よく見ると、雨美は少し大きめのハート形の箱を両手で抱えていた。 色は紫色で、一見するとバレンタインデーでよく目にするチョコが入っていそうな箱だ。
「質問する。 真実を答えるように」
≪はい、私は真実を答えます≫
「この世で一番醜いものは何か?」
≪人間です≫
即答だった。 より一層ざわつく室内。
「この世で要らないものは何か?」
≪人間です≫
「この世界で必要な存在は何か?」
≪あなたのような神です≫
「では、私が今日から神となろう」
≪はい、私は喜んで協力します≫
矢継ぎ早に質問を終えると、雨美はみんなの方へ振り向く。 その顔は笑っていた。
「だそうです。 私は今日から神になります」
「ちょ、ちょっと待ってください! た、棚田さんでしたっけ? これはなんの冗談かな? 君たちはここへ社会科見学に来ているのであって……クヴェラも! そんな物騒な冗談はやめなさい!」
皆瀬さんが取り乱したように叫ぶ。
「あれ、皆瀬さん? Aiが言うことは絶対じゃないんですか?」
雨美はそう言うと、手に持っているハート形の箱を部屋の中央にある制御端末の上に置くとみんなへ聞こえるように宣言した。
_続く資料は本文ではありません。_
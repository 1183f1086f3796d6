use super::{SearchResult, decode_component};
use hashbrown::HashMap as FastHashMap;

/// One occurrence of a search parameter.
#[derive(Debug, Clone, PartialEq, Eq)]
pub enum SearchItem {
    /// Parameter given without a value, as in `?debug` or `?debug=`.
    Present,
    Text(String),
}

#[derive(Debug, Clone, PartialEq, Eq)]
pub enum SearchValue {
    Single(SearchItem),
    /// Every occurrence of a repeated parameter, in order.
    Multiple(Vec<SearchItem>),
}

impl SearchValue {
    fn push(&mut self, item: SearchItem) {
        match self {
            SearchValue::Single(first) => {
                let first = std::mem::replace(first, SearchItem::Present);
                *self = SearchValue::Multiple(vec![first, item]);
            }
            SearchValue::Multiple(items) => items.push(item),
        }
    }

    pub fn first(&self) -> Option<&SearchItem> {
        match self {
            SearchValue::Single(item) => Some(item),
            SearchValue::Multiple(items) => items.first(),
        }
    }
}

pub type SearchMap = FastHashMap<String, SearchValue>;

/// Parses a URL search string (without the leading `?`).
///
/// Pairs are split on `&` and then `=`; anything after a second `=` is
/// ignored. Names and values are trimmed, names left blank are skipped and
/// values are percent-decoded.
pub fn parse_url_search(search: &str) -> SearchResult<SearchMap> {
    let mut map = SearchMap::new();

    for entry in search.split('&') {
        let mut pieces = entry.split('=');
        let name = pieces.next().unwrap_or_default().trim();
        if name.is_empty() {
            continue;
        }

        let raw = pieces.next().unwrap_or_default().trim();
        let decoded = decode_component(raw)?;
        let item = if decoded.is_empty() {
            SearchItem::Present
        } else {
            SearchItem::Text(decoded.into_owned())
        };

        match map.get_mut(name) {
            Some(current) => current.push(item),
            None => {
                map.insert(name.to_string(), SearchValue::Single(item));
            }
        }
    }

    tracing::event!(tracing::Level::TRACE, operation = "parse_url_search", params = map.len() as u64);
    Ok(map)
}

#[cfg(test)]
mod tests {
    use super::*;
    use crate::search::SearchError;

    fn text(value: &str) -> SearchItem {
        SearchItem::Text(value.to_string())
    }

    #[test]
    fn parses_simple_pairs() {
        let map = parse_url_search("page=2&sort=name").expect("search should parse");
        assert_eq!(map.get("page"), Some(&SearchValue::Single(text("2"))));
        assert_eq!(map.get("sort"), Some(&SearchValue::Single(text("name"))));
    }

    #[test]
    fn repeated_names_collect_in_order() {
        let map = parse_url_search("tag=a&tag=&tag=c").expect("search should parse");
        assert_eq!(
            map.get("tag"),
            Some(&SearchValue::Multiple(vec![
                text("a"),
                SearchItem::Present,
                text("c")
            ]))
        );
    }

    #[test]
    fn flags_without_values_are_present() {
        let map = parse_url_search("debug&verbose=").expect("search should parse");
        assert_eq!(map.get("debug"), Some(&SearchValue::Single(SearchItem::Present)));
        assert_eq!(map.get("verbose"), Some(&SearchValue::Single(SearchItem::Present)));
    }

    #[test]
    fn blank_names_are_skipped_and_values_trimmed() {
        let map = parse_url_search(" =x&&  q = hello%20world ").expect("search should parse");
        assert_eq!(map.len(), 1);
        assert_eq!(map.get("q"), Some(&SearchValue::Single(text("hello world"))));
    }

    #[test]
    fn text_after_second_equals_is_ignored() {
        let map = parse_url_search("expr=a=b").expect("search should parse");
        assert_eq!(map.get("expr").and_then(SearchValue::first), Some(&text("a")));
    }

    #[test]
    fn malformed_escape_is_an_error() {
        let err = parse_url_search("q=%E0%A4%A").unwrap_err();
        assert!(matches!(err, SearchError::MalformedEscape { .. }));
    }

    #[test]
    fn empty_search_is_empty_map() {
        assert!(parse_url_search("").expect("search should parse").is_empty());
    }
}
「これは爆弾です! それもただの爆弾じゃない。 核爆弾だ! このスイッチを押すと――」
雨美は懐からボールペンのようなものを取り出しみんなに見せるように掲げる。
そして親指で先端のスイッチをカチッと押した。
「はい、これで爆弾が起動しましたぁ!」
――シンと静まり返る室内。 まるで時が止まったようだ。
「棚田さん! どういうつもりですか!? もうやめなさい!」
ムラちゃん先生が気づいたように制止を促すが、雨美はさらに笑みを作って言う。
「信じないのならそれでもけっこう! でも、何もしなければおやつの時間にはドカンですよ! あっはっはっは!」
雨美の大きな笑い声が、室内にこだまする……。